Di kesempatan ini, Obet membuka ruang kepada yayasan, komunitas maupun para pegiat lingkungan untuk turut merespons persoalan yang dialami masyarakat Suku Kuri tersebut. Menurutnya, hutan adat harus dijaga kelestariannya bersama-sama demi keberlangsungan kehidupan generasi selanjutnya.
“Saya juga membuka ruang kepada semua yayasan atau para pemerhati lingkungan, silakan merespons hal ini, kami saat ini sedang berperang melalui media massa dengan mereka yang melakukan eksploitasi hutan,” katanya.
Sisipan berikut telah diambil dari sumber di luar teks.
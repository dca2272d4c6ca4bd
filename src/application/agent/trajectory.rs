use chrono::{DateTime, Utc};
use serde::{Deserialize, Serialize};
use serde_json::{Map, Value};

use crate::domain::types::MessageRole;

#[derive(Debug, Clone, PartialEq, Serialize, Deserialize)]
pub struct Step {
    pub thought: String,
    pub action: Option<String>,
    pub action_input: Option<Value>,
    pub observation: Option<String>,
    pub timestamp: DateTime<Utc>,
}

impl Step {
    pub fn new(thought: impl Into<String>) -> Self {
        Self {
            thought: thought.into(),
            action: None,
            action_input: None,
            observation: None,
            timestamp: Utc::now(),
        }
    }

    pub fn with_action(mut self, action: impl Into<String>, input: Value) -> Self {
        self.action = Some(action.into());
        self.action_input = Some(input);
        self
    }

    pub fn with_observation(mut self, observation: impl Into<String>) -> Self {
        self.observation = Some(observation.into());
        self
    }
}

#[derive(Debug, Clone, PartialEq, Serialize, Deserialize)]
pub struct Message {
    pub role: MessageRole,
    pub content: String,
    pub timestamp: DateTime<Utc>,
}

#[derive(Debug, Clone, PartialEq, Serialize, Deserialize)]
pub struct ToolCallRecord {
    pub tool_name: String,
    pub input: Value,
    pub output: Option<Value>,
    pub success: bool,
    pub error: Option<String>,
    pub timestamp: DateTime<Utc>,
}

#[derive(Debug, Clone, Default, PartialEq, Serialize, Deserialize)]
pub struct Trajectory {
    pub steps: Vec<Step>,
    pub messages: Vec<Message>,
    pub tool_calls: Vec<ToolCallRecord>,
    pub final_output: Option<String>,
    pub metadata: Map<String, Value>,
    pub is_complete: bool,
    pub error: Option<String>,
}

impl Trajectory {
    pub fn new() -> Self {
        Self::default()
    }

    pub fn add_step(&mut self, step: Step) {
        self.steps.push(step);
    }

    pub fn add_message(&mut self, role: MessageRole, content: impl Into<String>) {
        self.messages.push(Message {
            role,
            content: content.into(),
            timestamp: Utc::now(),
        });
    }

    pub fn record_tool_call(
        &mut self,
        tool_name: impl Into<String>,
        input: Value,
        output: Option<Value>,
        success: bool,
        error: Option<String>,
    ) {
        self.tool_calls.push(ToolCallRecord {
            tool_name: tool_name.into(),
            input,
            output,
            success,
            error,
            timestamp: Utc::now(),
        });
    }

    pub fn set_final_output(&mut self, output: impl Into<String>) {
        self.final_output = Some(output.into());
        self.is_complete = true;
    }

    pub fn set_error(&mut self, error: impl Into<String>) {
        self.error = Some(error.into());
        self.is_complete = true;
    }

    pub fn steps(&self) -> &[Step] {
        &self.steps
    }

    pub fn to_json(&self) -> Result<String, serde_json::Error> {
        serde_json::to_string_pretty(self)
    }

    pub fn from_json(data: &str) -> Result<Self, serde_json::Error> {
        serde_json::from_str(data)
    }
}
“Kami jujur mengatakan ini karena hutan adat kami kini sedang menuju dari hutan primer ke hutan sekunder. Kami butuh respons semua pihak yang peduli akan lingkungan, mari kita bersama jaga hutan Indonesia untuk anak-cucu kita. Perangi para perusak hutan dan jadikan hutan sebagai paru-paru dunia,” tutup Obet. (MW)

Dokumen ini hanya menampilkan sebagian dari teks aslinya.